= TASK TO CARRY OUT =
Which lines of the entries hold the string "derive"? Copy each one.

= THE DATA =
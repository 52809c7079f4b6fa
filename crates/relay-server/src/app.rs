//! Wiring of the trigger engine.

use crate::config::RelayConfig;
use crate::ingest::{IngestStats, ingest};
use relay_bus::{DispatchMetricsSnapshot, EventDispatcher};
use relay_clients::{HttpPipelineInitiator, HttpPipelineStore};
use relay_core::ports::{PipelineInitiator, PipelineStore};
use relay_core::{Event, MetricSample, MetricsRegistry, RequestContext, Result};
use relay_triggers::{Activation, PipelineCache, TriggerEventListener};
use std::sync::Arc;
use tokio::io::AsyncBufRead;
use tracing::info;

/// A running trigger engine: cache, trigger listener and dispatcher.
pub struct Relay {
    cache: Arc<PipelineCache>,
    dispatcher: EventDispatcher,
    activation: Activation,
    metrics: Arc<MetricsRegistry>,
}

impl Relay {
    /// Wire the engine over the given collaborators. Must be called from
    /// within a Tokio runtime.
    pub fn new(
        config: &RelayConfig,
        store: Arc<dyn PipelineStore>,
        initiator: Arc<dyn PipelineInitiator>,
    ) -> Self {
        let activation = if config.cache.enabled {
            Activation::active()
        } else {
            Activation::stopped()
        };
        let metrics = MetricsRegistry::new();
        let cache = PipelineCache::new(
            store,
            config.cache.to_cache_config(),
            activation.clone(),
            metrics.clone(),
        );

        let listener = TriggerEventListener::with_default_matchers(cache.clone(), initiator, metrics.clone());
        info!(monitors = ?listener.monitor_names(), "Trigger listener ready");

        let mut dispatcher = EventDispatcher::new();
        if let Some(capacity) = config.dispatcher.queue_capacity {
            dispatcher = dispatcher.with_queue_capacity(capacity);
        }
        dispatcher.register_with(Arc::new(listener), config.dispatcher.max_in_flight);

        Self {
            cache,
            dispatcher,
            activation,
            metrics,
        }
    }

    /// Wire the engine against the HTTP store and initiator.
    pub fn from_config(config: &RelayConfig) -> Result<Self> {
        let store = HttpPipelineStore::new(config.store.to_client_config())?;
        let initiator = HttpPipelineInitiator::new(config.initiator.to_client_config())?;
        Ok(Self::new(config, Arc::new(store), Arc::new(initiator)))
    }

    /// Start polling the pipeline store.
    pub fn start(&self) {
        self.cache.start();
        info!(
            poll_interval_ms = self.cache.poll_interval().as_millis() as u64,
            active = self.activation.is_active(),
            "Relay started"
        );
    }

    pub fn dispatch(&self, event: Event, ctx: RequestContext) -> usize {
        self.dispatcher.dispatch(event, ctx)
    }

    pub async fn ingest<R>(&self, reader: R) -> std::io::Result<IngestStats>
    where
        R: AsyncBufRead + Unpin,
    {
        ingest(reader, &self.dispatcher).await
    }

    pub fn cache(&self) -> &Arc<PipelineCache> {
        &self.cache
    }

    pub fn activation(&self) -> &Activation {
        &self.activation
    }

    pub fn metrics(&self) -> Vec<MetricSample> {
        self.metrics.snapshot()
    }

    pub fn dispatch_metrics(&self) -> DispatchMetricsSnapshot {
        self.dispatcher.metrics().snapshot()
    }

    /// Stop polling, then let every queued event finish.
    pub async fn shutdown(&self) {
        self.cache.stop().await;
        self.dispatcher.shutdown().await;

        for sample in self.metrics() {
            info!(metric = %sample.id, value = sample.value, "Final metric");
        }
        info!("Relay shut down");
    }
}

#[cfg(test)]
mod tests {
    use super::*;
    use async_trait::async_trait;
    use relay_core::{Pipeline, Trigger, TriggerType};
    use std::sync::Mutex;
    use std::time::Duration;

    struct OneDockerPipeline;

    #[async_trait]
    impl PipelineStore for OneDockerPipeline {
        async fn list_pipelines(&self) -> Result<Vec<Pipeline>> {
            Ok(vec![Pipeline::new("shop", "deploy").with_triggers(vec![Trigger {
                account: Some("gcr".to_string()),
                repository: Some("shop/checkout".to_string()),
                ..Trigger::new(TriggerType::Docker)
            }])])
        }
    }

    #[derive(Default)]
    struct Started(Mutex<Vec<String>>);

    #[async_trait]
    impl PipelineInitiator for Started {
        async fn start(&self, pipeline: &Pipeline, _ctx: &RequestContext) -> Result<()> {
            self.0.lock().unwrap().push(pipeline.name.clone());
            Ok(())
        }

        async fn record_failure(&self, _pipeline: &Pipeline) -> Result<()> {
            Ok(())
        }
    }

    #[tokio::test]
    async fn test_ingested_event_starts_pipeline() {
        let initiator = Arc::new(Started::default());
        let relay = Relay::new(&RelayConfig::default(), Arc::new(OneDockerPipeline), initiator.clone());
        relay.start();
        relay
            .cache()
            .await_snapshot(Duration::from_secs(1))
            .await
            .unwrap();

        let input = r#"{"details": {"type": "docker", "source": "gcr"}, "content": {"account": "gcr", "repository": "shop/checkout", "tag": "v2"}}"#;
        let stats = relay.ingest(input.as_bytes()).await.unwrap();
        relay.shutdown().await;

        assert_eq!(stats.dispatched, 1);
        assert_eq!(*initiator.0.lock().unwrap(), vec!["deploy"]);
        assert_eq!(relay.dispatch_metrics().deliveries, 1);
        assert!(!relay.cache().is_running());
    }

    #[tokio::test]
    async fn test_disabled_cache_never_polls() {
        let mut config = RelayConfig::default();
        config.cache.enabled = false;
        let relay = Relay::new(&config, Arc::new(OneDockerPipeline), Arc::new(Started::default()));

        relay.cache().poll().await;

        assert!(!relay.activation().is_active());
        assert!(relay.cache().current_snapshot().is_none());
        relay.shutdown().await;
    }

    #[tokio::test]
    async fn test_configured_queue_capacity_reaches_dispatcher() {
        let mut config = RelayConfig::default();
        config.dispatcher.queue_capacity = Some(8);
        let relay = Relay::new(&config, Arc::new(OneDockerPipeline), Arc::new(Started::default()));

        assert_eq!(relay.dispatcher.queue_capacity(), Some(8));
        relay.shutdown().await;

        let unbounded = Relay::new(
            &RelayConfig::default(),
            Arc::new(OneDockerPipeline),
            Arc::new(Started::default()),
        );
        assert_eq!(unbounded.dispatcher.queue_capacity(), None);
        unbounded.shutdown().await;
    }
}
//! The daemon wiring against mock store and initiation services.

use relay_server::{Relay, RelayConfig};
use serde_json::json;
use std::time::Duration;
use wiremock::matchers::{body_partial_json, header, method, path};
use wiremock::{Mock, MockServer, ResponseTemplate};

fn config(store: &MockServer, initiator: &MockServer) -> RelayConfig {
    let mut config = RelayConfig::default();
    config.store.base_url = store.uri();
    config.initiator.base_url = initiator.uri();
    config.cache.poll_interval_secs = 60;
    config
}

#[tokio::test]
async fn test_ingested_manual_event_is_posted_to_initiator() {
    relay_tests::init_test_logging();
    let store = MockServer::start().await;
    let initiator = MockServer::start().await;

    Mock::given(method("GET"))
        .and(path("/pipelines"))
        .respond_with(ResponseTemplate::new(200).set_body_json(json!([
            { "application": "myapp", "name": "deploy", "id": "p-1", "stages": [] }
        ])))
        .mount(&store)
        .await;
    Mock::given(method("POST"))
        .and(path("/orchestrate"))
        .and(header("X-Relay-User", "alice"))
        .and(body_partial_json(json!({
            "application": "myapp",
            "name": "deploy",
            "stages": [],
            "trigger": { "type": "manual", "user": "alice" }
        })))
        .respond_with(ResponseTemplate::new(200))
        .expect(1)
        .mount(&initiator)
        .await;

    let relay = Relay::from_config(&config(&store, &initiator)).unwrap();
    relay.start();
    relay.cache().await_snapshot(Duration::from_secs(5)).await.unwrap();

    let line = json!({
        "user": "alice",
        "event": {
            "details": { "type": "manual", "source": "api" },
            "content": {
                "application": "myapp",
                "pipelineNameOrId": "deploy",
                "trigger": { "type": "manual", "user": "alice" }
            }
        }
    })
    .to_string();
    let stats = relay.ingest(line.as_bytes()).await.unwrap();
    relay.shutdown().await;

    assert_eq!(stats.dispatched, 1);
}

#[tokio::test]
async fn test_rejected_start_is_reported_as_failure() {
    let store = MockServer::start().await;
    let initiator = MockServer::start().await;

    Mock::given(method("GET"))
        .and(path("/pipelines"))
        .respond_with(ResponseTemplate::new(200).set_body_json(json!([{
            "application": "myapp",
            "name": "bake",
            "triggers": [{ "type": "docker", "enabled": true, "account": "acct", "repository": "repo" }]
        }])))
        .mount(&store)
        .await;
    Mock::given(method("POST"))
        .and(path("/orchestrate"))
        .respond_with(ResponseTemplate::new(500))
        .expect(1)
        .mount(&initiator)
        .await;
    Mock::given(method("POST"))
        .and(path("/fail"))
        .respond_with(ResponseTemplate::new(200))
        .expect(1)
        .mount(&initiator)
        .await;

    let relay = Relay::from_config(&config(&store, &initiator)).unwrap();
    relay.start();
    relay.cache().await_snapshot(Duration::from_secs(5)).await.unwrap();

    let line = json!({
        "details": { "type": "docker", "source": "dockerhub" },
        "content": { "account": "acct", "repository": "repo", "tag": "v2" }
    })
    .to_string();
    relay.ingest(line.as_bytes()).await.unwrap();
    relay.shutdown().await;

    assert!(relay
        .metrics()
        .iter()
        .any(|s| s.id.name == "pipelines.initiation.errors" && s.value == 1));
}

#[tokio::test]
async fn test_malformed_pipeline_does_not_empty_the_snapshot() {
    let store = MockServer::start().await;
    let initiator = MockServer::start().await;

    Mock::given(method("GET"))
        .and(path("/pipelines"))
        .respond_with(ResponseTemplate::new(200).set_body_json(json!([
            {
                "application": "myapp",
                "name": "deploy",
                "notifications": null,
                "triggers": [{ "type": "git", "enabled": true, "source": "github", "expectedArtifactIds": null }]
            },
            { "application": "myapp", "name": "broken", "disabled": "sometimes" }
        ])))
        .mount(&store)
        .await;

    let relay = Relay::from_config(&config(&store, &initiator)).unwrap();
    relay.cache().poll().await;

    let snapshot = relay.cache().await_snapshot(Duration::from_secs(5)).await.unwrap();
    let names: Vec<&str> = snapshot.pipelines().iter().map(|p| p.name.as_str()).collect();
    assert_eq!(names, vec!["deploy"]);
    relay.shutdown().await;
}

#[tokio::test]
async fn test_unreachable_store_leaves_cache_empty() {
    let initiator = MockServer::start().await;
    let mut config = RelayConfig::default();
    config.store.base_url = "http://127.0.0.1:9".to_string();
    config.store.timeout_secs = 1;
    config.initiator.base_url = initiator.uri();

    let relay = Relay::from_config(&config).unwrap();
    relay.cache().poll().await;

    assert!(relay.cache().current_snapshot().is_none());
    assert!(relay.cache().await_snapshot(Duration::from_millis(50)).await.is_err());
    relay.shutdown().await;
}
//! Inbound webhook events.

use super::{TriggerMatcher, artifacts_under};
use relay_core::{Artifact, Error, Event, Pipeline, Result, Trigger};
use serde_json::{Map, Value};
use tracing::debug;

#[derive(Debug, Clone)]
pub struct WebhookEvent {
    pub category: String,
    pub source: Option<String>,
    /// The posted body; the event content.
    pub payload: Map<String, Value>,
    pub event_id: Option<String>,
}

/// Webhook matching takes every category not owned by a dedicated matcher.
#[derive(Debug, Default, Clone, Copy)]
pub struct WebhookMatcher;

/// Categories with their own matcher.
const CLAIMED_CATEGORIES: [&str; 4] = ["git", "docker", "pubsub", "manual"];

/// Every constraint key must be present in `payload` with a non-null value.
/// Values are not compared.
fn constraints_present(constraints: &Map<String, Value>, payload: &Map<String, Value>) -> bool {
    constraints.keys().all(|key| match payload.get(key) {
        Some(value) if !value.is_null() => true,
        _ => {
            debug!(key = %key, "Webhook trigger ignored, constraint missing from payload");
            false
        }
    })
}

impl TriggerMatcher for WebhookMatcher {
    type Event = WebhookEvent;

    fn name(&self) -> &'static str {
        "webhook"
    }

    fn applies(&self, category: &str) -> bool {
        !category.is_empty()
            && !CLAIMED_CATEGORIES
                .iter()
                .any(|claimed| category.eq_ignore_ascii_case(claimed))
    }

    fn convert(&self, event: &Event) -> Result<WebhookEvent> {
        let category = event
            .category()
            .ok_or_else(|| Error::conversion("webhook", "event has no type"))?;

        Ok(WebhookEvent {
            category: category.to_string(),
            source: event.source().map(str::to_string),
            payload: event.content.clone(),
            event_id: event.event_id.clone(),
        })
    }

    fn is_well_formed(&self, trigger: &Trigger) -> bool {
        trigger.enabled
            && !trigger.trigger_type.as_str().is_empty()
            && trigger.source.as_deref().is_some_and(|s| !s.is_empty())
    }

    fn matches(&self, event: &WebhookEvent, _pipeline: &Pipeline, trigger: &Trigger) -> Result<bool> {
        Ok(trigger.trigger_type.as_str().eq_ignore_ascii_case(&event.category)
            && trigger.source == event.source
            && trigger
                .payload_constraints
                .as_ref()
                .is_none_or(|constraints| constraints_present(constraints, &event.payload)))
    }

    fn artifacts(&self, event: &WebhookEvent) -> Vec<Artifact> {
        artifacts_under(&event.payload, "artifacts")
    }

    fn build(&self, pipeline: &Pipeline, trigger: &Trigger, event: &WebhookEvent) -> Result<Pipeline> {
        let bound = trigger
            .at_payload(Some(event.payload.clone()))
            .at_event_id(event.event_id.clone());

        Ok(pipeline
            .with_trigger(bound)
            .with_received_artifacts(self.artifacts(event)))
    }

    fn additional_tags(&self, pipeline: &Pipeline) -> Vec<(String, String)> {
        let Some(trigger) = &pipeline.trigger else {
            return Vec::new();
        };

        let mut tags = Vec::new();
        if let Some(source) = &trigger.source {
            tags.push(("source".to_string(), source.clone()));
        }
        tags.push(("type".to_string(), trigger.trigger_type.to_string()));
        tags
    }
}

= REPLY TO THE EXERCISE =
    #[derive(Default)]
#[derive(Debug, Clone)]
#[derive(Debug, Default, Clone, Copy)]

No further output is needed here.